Citrus trees are pruned in order to:

· keep trees a manageable size and within allocated space

· increase ease of access to trees allowing for easier harvest and management

· allow light penetration into the canopy

· prevent crowding of main scaffold branches and to remove crossing branches

· remove or shorten water shoots to prevent them from becoming dominant

· allow air circulation and access under trees (skirt pruning)

· increase blossom quality

· increase fruit size and yield

· prevent fruit damage due to limb rubbing.

Avoid overpruning. The leaves are the manufacturing part of the plant – removing too much of the canopy will reduce tree growth and crops. Citrus bark also burns easily if over-exposed to the sun.

Pruning should involve removing unhealthy, unwanted and poorly positioned branches but minimise the loss of healthy foliage. The best time to prune is soon after harvest in winter to early spring before bud break. For late varieties where two crops may hang on the tree at once some of the new crop may be lost.

The benefits of pruning can be reduced or delayed if trees are not pruned at the right time and in the correct way.

 

Creating a good frame

There are five pruning strategies within the canopy aimed at different stages in the life of the orchard. This pruning is done by hand.

· Initial heading at planting will balance top growth in relation to the root system. Branching should not be allowed on young trees until they reach a height of 50 to 60cm. Young trees should have 20cm of straight trunk above the bud union before branching. Heading at this height will reduce the amount of time spent on skirting in later years.

· Main scaffold branches should be staggered as too many branches initiated in one spot can cause crowding and weakening in later years. Aim to maintain about eight main scaffold branches as dominant limbs, once established. Prune subsidiary shoots from the main scaffold branches to reduce competition. Select the more horizontal shoots as fruiting wood.

· Thinning out of branches as trees age allows light to penetrate into the centre of the tree. This helps to maintain fruit production inside the canopy, as well as on the periphery.

· Chunk pruning on older trees allows light into the center of the tree. In hedgerow plantings, remove a whole scaffold limb on opposite sides of alternate trees. This allows access for pickers into the inside of the tree. The extra light also improves the colour of internal fruit. Some growers remove a large scaffold branch from a different section of the tree every two to three years. Where trees are more widely spaced, a large scaffold branch on the north side of every tree is removed to improve access and to increase light penetration.

· Skeleton pruning is normally a last resort with old trees to get a few more years from them. Prune in autumn and cut back all shoots, leaving only the main scaffold branches. The scaffold branches should be painted with watered-down white acrylic paint to protect the bark from sunburn until the tree refurbishes itself.

Skirting (skirt pruning)

Skirting is the removal of branches and limbs which hang down to the ground. It should be done as soon after harvest as possible.
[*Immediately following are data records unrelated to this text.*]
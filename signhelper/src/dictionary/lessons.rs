//! Lesson browser over dictionary categories.

use serde::Serialize;

use super::data::{SignCategory, SignDictionary, SignItem};

/// Lookup failures for lessons.
#[derive(Debug, thiserror::Error)]
pub enum LessonError {
    #[error("no lesson with id '{0}'")]
    UnknownCategory(String),

    #[error("dictionary has no lessons")]
    Empty,
}

/// One row of the course list.
#[derive(Debug, Clone, PartialEq, Serialize)]
pub struct CourseSummary {
    pub id: String,
    pub title: String,
    pub icon: String,
    pub difficulty: String,
    pub sign_count: usize,
}

/// The highlighted lesson of the day.
#[derive(Debug, Clone, PartialEq, Serialize)]
pub struct DailyChallenge {
    pub category_id: String,
    pub sign_title: String,
    pub prompt: String,
}

/// A numbered step inside a lesson.
#[derive(Debug, Clone, PartialEq, Serialize)]
pub struct LessonStep {
    pub number: usize,
    pub heading: String,
    pub description: String,
}

/// Full lesson page for one category.
#[derive(Debug, Clone, PartialEq, Serialize)]
pub struct LessonDetail {
    pub title: String,
    pub icon: String,
    pub difficulty: String,
    pub introduction: String,
    pub steps: Vec<LessonStep>,
}

/// Every category as a course row.
pub fn course_list(dictionary: &SignDictionary) -> Vec<CourseSummary> {
    dictionary
        .categories()
        .iter()
        .map(|c| CourseSummary {
            id: c.id.clone(),
            title: c.title.clone(),
            icon: c.icon.clone(),
            difficulty: c.difficulty.clone(),
            sign_count: c.signs.len(),
        })
        .collect()
}

/// First sign of the first category.
pub fn daily_challenge(dictionary: &SignDictionary) -> Result<DailyChallenge, LessonError> {
    let category = dictionary.categories().first().ok_or(LessonError::Empty)?;
    let sign = category.signs.first().ok_or(LessonError::Empty)?;
    Ok(DailyChallenge {
        category_id: category.id.clone(),
        sign_title: sign.title.clone(),
        prompt: format!("Learn how to sign '{}'", sign.title),
    })
}

/// Lesson page for `category_id`.
pub fn lesson_detail(
    dictionary: &SignDictionary,
    category_id: &str,
) -> Result<LessonDetail, LessonError> {
    let category = dictionary
        .category(category_id)
        .ok_or_else(|| LessonError::UnknownCategory(category_id.to_string()))?;
    Ok(build_detail(category))
}

fn build_detail(category: &SignCategory) -> LessonDetail {
    LessonDetail {
        title: category.title.clone(),
        icon: category.icon.clone(),
        difficulty: category.difficulty.clone(),
        introduction: format!(
            "In this lesson, you will learn the basic signs for {}. \
             Follow the video tutorials below and practice with your camera.",
            category.title.to_lowercase()
        ),
        steps: category
            .signs
            .iter()
            .enumerate()
            .map(|(i, sign)| step(i + 1, sign))
            .collect(),
    }
}

fn step(number: usize, sign: &SignItem) -> LessonStep {
    LessonStep {
        number,
        heading: format!("Step {}: {}", number, sign.title),
        description: sign.description.clone(),
    }
}

#[cfg(test)]
mod tests {
    use super::*;

    #[test]
    fn test_course_list() {
        let dict = SignDictionary::bundled().unwrap();
        let courses = course_list(&dict);
        assert_eq!(courses.len(), dict.categories().len());
        assert_eq!(courses[0].id, "greetings");
        assert_eq!(courses[0].sign_count, 3);
    }

    #[test]
    fn test_daily_challenge() {
        let dict = SignDictionary::bundled().unwrap();
        let challenge = daily_challenge(&dict).unwrap();
        assert_eq!(challenge.prompt, "Learn how to sign 'Hello'");
        assert_eq!(challenge.category_id, "greetings");
    }

    #[test]
    fn test_daily_challenge_empty() {
        let dict = SignDictionary::new(Vec::new());
        assert!(matches!(daily_challenge(&dict), Err(LessonError::Empty)));
    }

    #[test]
    fn test_lesson_detail_steps() {
        let dict = SignDictionary::bundled().unwrap();
        let detail = lesson_detail(&dict, "greetings").unwrap();
        let headings: Vec<_> = detail.steps.iter().map(|s| s.heading.as_str()).collect();
        assert_eq!(
            headings,
            vec!["Step 1: Hello", "Step 2: Thank You", "Step 3: Help"]
        );
        assert!(detail.introduction.contains("greetings & routines"));
        assert!(detail
            .introduction
            .ends_with("Follow the video tutorials below and practice with your camera."));
    }

    #[test]
    fn test_unknown_lesson() {
        let dict = SignDictionary::fallback();
        let err = lesson_detail(&dict, "animals").unwrap_err();
        assert_eq!(err.to_string(), "no lesson with id 'animals'");
    }
}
Skirting of Valencias and summer navels is more difficult as the trees are carrying two crops. Some crop loss is inevitable whenever late varieties are skirted. Skirting in October or November after fruit set is probably the best option.
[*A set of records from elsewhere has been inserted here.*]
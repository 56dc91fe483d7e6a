//! Terminal-backed pointer driver.
//!
//! Translates crossterm mouse reports into [`PointerEvent`]s, one terminal
//! cell per pixel. Terminals have no touch vocabulary, so this driver only
//! ever produces mouse-side events; touch streams come from other hosts.

use std::io;
use std::time::{Duration, Instant};

use crossterm::event::{
    DisableMouseCapture, EnableMouseCapture, Event, KeyEvent, MouseButton, MouseEvent,
    MouseEventKind,
};
use crossterm::{execute, terminal};
use thiserror::Error;

use super::PointerDriver;
use crate::geometry::Point;
use crate::pointer::{PointerButton, PointerEvent, PointerEventKind};

#[derive(Debug, Error)]
pub enum CaptureError {
    #[error("terminal backend rejected mouse capture: {0}")]
    Backend(#[from] io::Error),
    #[error("raw mode must be enabled before mouse capture")]
    RawModeRequired,
}

/// Map one crossterm mouse report to the engine vocabulary. Scroll wheels
/// have no gesture meaning and translate to nothing.
pub fn translate_mouse_event(mouse: &MouseEvent, at: Instant) -> Option<PointerEvent> {
    let kind = match mouse.kind {
        MouseEventKind::Down(button) => PointerEventKind::Down(translate_button(button)),
        MouseEventKind::Up(button) => PointerEventKind::Up(translate_button(button)),
        MouseEventKind::Drag(_) | MouseEventKind::Moved => PointerEventKind::Moved,
        MouseEventKind::ScrollDown
        | MouseEventKind::ScrollUp
        | MouseEventKind::ScrollLeft
        | MouseEventKind::ScrollRight => return None,
    };
    let position = Point::new(f64::from(mouse.column), f64::from(mouse.row));
    Some(PointerEvent::new(kind, position, at))
}

fn translate_button(button: MouseButton) -> PointerButton {
    match button {
        MouseButton::Left => PointerButton::Left,
        MouseButton::Right => PointerButton::Right,
        MouseButton::Middle => PointerButton::Middle,
    }
}

pub struct ConsolePointerDriver {
    pending_key: Option<KeyEvent>,
    capture_enabled: bool,
}

impl Default for ConsolePointerDriver {
    fn default() -> Self {
        Self::new()
    }
}

impl ConsolePointerDriver {
    pub fn new() -> Self {
        Self {
            pending_key: None,
            capture_enabled: false,
        }
    }

    /// Start receiving mouse reports. The host must have raw mode on first,
    /// otherwise the terminal echoes escape sequences into the session.
    pub fn enable_capture(&mut self) -> Result<(), CaptureError> {
        if !terminal::is_raw_mode_enabled()? {
            return Err(CaptureError::RawModeRequired);
        }
        execute!(io::stdout(), EnableMouseCapture)?;
        self.capture_enabled = true;
        Ok(())
    }

    pub fn disable_capture(&mut self) -> Result<(), CaptureError> {
        if !self.capture_enabled {
            return Ok(());
        }
        execute!(io::stdout(), DisableMouseCapture)?;
        self.capture_enabled = false;
        Ok(())
    }

    /// Last key event the terminal delivered, if any. Keys never translate
    /// to pointer input; hosts drain them here for their own bindings.
    pub fn take_key(&mut self) -> Option<KeyEvent> {
        self.pending_key.take()
    }
}

impl PointerDriver for ConsolePointerDriver {
    fn poll(&mut self, timeout: Duration) -> io::Result<bool> {
        crossterm::event::poll(timeout)
    }

    fn read(&mut self) -> io::Result<Option<PointerEvent>> {
        match crossterm::event::read()? {
            Event::Mouse(mouse) => Ok(translate_mouse_event(&mouse, Instant::now())),
            Event::Key(key) => {
                self.pending_key = Some(key);
                Ok(None)
            }
            _ => Ok(None),
        }
    }
}

impl Drop for ConsolePointerDriver {
    fn drop(&mut self) {
        let _ = self.disable_capture();
    }
}

#[cfg(test)]
mod tests {
    use super::*;
    use crossterm::event::KeyModifiers;

    fn mouse(kind: MouseEventKind, column: u16, row: u16) -> MouseEvent {
        MouseEvent {
            kind,
            column,
            row,
            modifiers: KeyModifiers::NONE,
        }
    }

    #[test]
    fn buttons_translate_one_to_one() {
        let at = Instant::now();
        let event =
            translate_mouse_event(&mouse(MouseEventKind::Down(MouseButton::Left), 4, 9), at)
                .unwrap();
        assert_eq!(event.kind, PointerEventKind::Down(PointerButton::Left));
        assert_eq!(event.position, Point::new(4.0, 9.0));

        let event = translate_mouse_event(&mouse(MouseEventKind::Up(MouseButton::Right), 0, 0), at)
            .unwrap();
        assert_eq!(event.kind, PointerEventKind::Up(PointerButton::Right));
    }

    #[test]
    fn drag_and_move_both_become_moves() {
        let at = Instant::now();
        for kind in [MouseEventKind::Drag(MouseButton::Left), MouseEventKind::Moved] {
            let event = translate_mouse_event(&mouse(kind, 7, 3), at).unwrap();
            assert_eq!(event.kind, PointerEventKind::Moved);
        }
    }

    #[test]
    fn scroll_translates_to_nothing() {
        let at = Instant::now();
        assert!(translate_mouse_event(&mouse(MouseEventKind::ScrollUp, 1, 1), at).is_none());
        assert!(translate_mouse_event(&mouse(MouseEventKind::ScrollDown, 1, 1), at).is_none());
    }
}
Mature trees should be skirted to a height of at least 75cm. This allows for branches dropping lower when fruit develops. Machine skirting is quick and easy.

Skirting provides the following advantages:

· Better air movement under the trees

· Easy application of below-tree herbicides and fertilisers

· Reduced access into the tree for insects and pests such as fuller’s rose weevil and snails

· Clear throw of irrigation water from mini-sprinklers and ease of checking on the operation of mini-sprinklers and drippers

· No splashing of soil-borne fungi into the canopy from rain or irrigation

· Better access when harvesting

· Prevents lower set fruit from hanging in the dirt

· Required practice as part of the market access protocol for some export markets.

Hedging and topping

With increased plant density and hedgerow plantings, machine pruning becomes more necessary to save time. This is usually when trees are too high to harvest easily and grow too wide into the row to access.

There will always be some crop loss from hedging. The benefits of improved access and increased fruit size have to be weighed against the crop loss and the cost of the operation. Hedge and top only as much as necessary.

Benefits include:

· Restored inter-row access (hedging)

· Reduced tree height (topping)

· Trees can be re-invigorated

· Fast operation – can be done quickly.

Side hedging can be done at an angle of 15° to 25° from the vertical to allow better light penetration to the lower parts of the canopy. Trees can be hedged at 25° to form a triangle shape and then flat-topped.

If side-hedging at 15° from the vertical, trees also need to be topped from both sides at 30° from the horizontal to allow light penetration to lower parts of the canopy.

Machine pruning can be carried out over a three-year period. Prune one side in one year, the other side the following year, and the top the year after. This reduces crop losses in any single year.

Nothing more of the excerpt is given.